[Saved data entries]

*****

/*!
Helpers for (de)serializing other duration types as ISO 8601 strings.

[`Duration`](crate::Duration) implements `Serialize` and `Deserialize`
itself, so these modules are only needed for types that don't. Each module
here is meant to be used with Serde's [`with` attribute].

# Example

```
#[derive(Debug, serde::Deserialize, serde::Serialize)]
struct Record {
    #[serde(with = "isoduration::fmt::serde::ticks")]
    elapsed: i64,
    #[serde(with = "isoduration::fmt::serde::std_duration")]
    timeout: std::time::Duration,
}

let json = r#"{"elapsed":"PT1H34M","timeout":"PT2.5S"}"#;
let got: Record = serde_json::from_str(json)?;
assert_eq!(got.elapsed, 94 * 60 * 1_000_000_000);
assert_eq!(got.timeout, std::time::Duration::from_millis(2_500));

assert_eq!(serde_json::to_string(&got)?, json);

# Ok::<(), Box<dyn std::error::Error>>(())
```

[`with` attribute]: https://serde.rs/field-attrs.html#with
*/

/// (De)serialize a signed number of nanoseconds as an ISO 8601 duration.
///
/// Serialization breaks the nanoseconds down into units with
/// [`Duration::from_ticks`](crate::Duration::from_ticks). Deserialization
/// accepts any ISO 8601 duration and converts it with
/// [`Duration::to_ticks`](crate::Duration::to_ticks), which saturates when
/// the duration is too big.
pub mod ticks {
    use serde::Deserialize;

    use crate::Duration;

    /// Serialize a signed number of nanoseconds as an ISO 8601 duration.
    pub fn serialize<S: serde::Serializer>(
        ticks: &i64,
        se: S,
    ) -> Result<S::Ok, S::Error> {
        se.collect_str(&Duration::from_ticks(*ticks))
    }

    /// Deserialize an ISO 8601 duration into a signed number of
    /// nanoseconds.
    pub fn deserialize<'de, D: serde::Deserializer<'de>>(
        de: D,
    ) -> Result<i64, D::Error> {
        Duration::deserialize(de).map(|dur| dur.to_ticks())
    }
}

/// (De)serialize a [`std::time::Duration`] as an ISO 8601 duration.
///
/// Deserialization fails when the duration parsed is negative. Durations
/// longer than about 292 years saturate in both directions, since the
/// conversion goes through a signed 64-bit number of nanoseconds.
pub mod std_duration {
    use serde::Deserialize;

    use crate::Duration;

    /// Serialize a `std::time::Duration` as an ISO 8601 duration.
    pub fn serialize<S: serde::Serializer>(
        dur: &std::time::Duration,
        se: S,
    ) -> Result<S::Ok, S::Error> {
        se.collect_str(&Duration::from(*dur))
    }

    /// Deserialize an ISO 8601 duration into a `std::time::Duration`.
    pub fn deserialize<'de, D: serde::Deserializer<'de>>(
        de: D,
    ) -> Result<std::time::Duration, D::Error> {
        let dur = Duration::deserialize(de)?;
        std::time::Duration::try_from(dur).map_err(serde::de::Error::custom)
    }
}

*****

**Work required**
Give all of the entries again, exactly.

**Task output**
/*!
Helpers for (de)serializing other duration types as ISO 8601 strings.

[`Duration`](crate::Duration) implements `Serialize` and `Deserialize`
itself, so these modules are only needed for types that don't. Each module
here is meant to be used with Serde's [`with` attribute].

# Example

```
#[derive(Debug, serde::Deserialize, serde::Serialize)]
struct Record {
    #[serde(with = "isoduration::fmt::serde::ticks")]
    elapsed: i64,
    #[serde(with = "isoduration::fmt::serde::std_duration")]
    timeout: std::time::Duration,
}

let json = r#"{"elapsed":"PT1H34M","timeout":"PT2.5S"}"#;
let got: Record = serde_json::from_str(json)?;
assert_eq!(got.elapsed, 94 * 60 * 1_000_000_000);
assert_eq!(got.timeout, std::time::Duration::from_millis(2_500));

assert_eq!(serde_json::to_string(&got)?, json);

# Ok::<(), Box<dyn std::error::Error>>(())
```

[`with` attribute]: https://serde.rs/field-attrs.html#with
*/

/// (De)serialize a signed number of nanoseconds as an ISO 8601 duration.
///
/// Serialization breaks the nanoseconds down into units with
/// [`Duration::from_ticks`](crate::Duration::from_ticks). Deserialization
/// accepts any ISO 8601 duration and converts it with
/// [`Duration::to_ticks`](crate::Duration::to_ticks), which saturates when
/// the duration is too big.
pub mod ticks {
    use serde::Deserialize;

    use crate::Duration;

    /// Serialize a signed number of nanoseconds as an ISO 8601 duration.
    pub fn serialize<S: serde::Serializer>(
        ticks: &i64,
        se: S,
    ) -> Result<S::Ok, S::Error> {
        se.collect_str(&Duration::from_ticks(*ticks))
    }

    /// Deserialize an ISO 8601 duration into a signed number of
    /// nanoseconds.
    pub fn deserialize<'de, D: serde::Deserializer<'de>>(
        de: D,
    ) -> Result<i64, D::Error> {
        Duration::deserialize(de).map(|dur| dur.to_ticks())
    }
}

/// (De)serialize a [`std::time::Duration`] as an ISO 8601 duration.
///
/// Deserialization fails when the duration parsed is negative. Durations
/// longer than about 292 years saturate in both directions, since the
/// conversion goes through a signed 64-bit number of nanoseconds.
pub mod std_duration {
    use serde::Deserialize;

    use crate::Duration;

    /// Serialize a `std::time::Duration` as an ISO 8601 duration.
    pub fn serialize<S: serde::Serializer>(
        dur: &std::time::Duration,
        se: S,
    ) -> Result<S::Ok, S::Error> {
        se.collect_str(&Duration::from(*dur))
    }

    /// Deserialize an ISO 8601 duration into a `std::time::Duration`.
    pub fn deserialize<'de, D: serde::Deserializer<'de>>(
        de: D,
    ) -> Result<std::time::Duration, D::Error> {
        let dur = Duration::deserialize(de)?;
        std::time::Duration::try_from(dur).map_err(serde::de::Error::custom)
    }
}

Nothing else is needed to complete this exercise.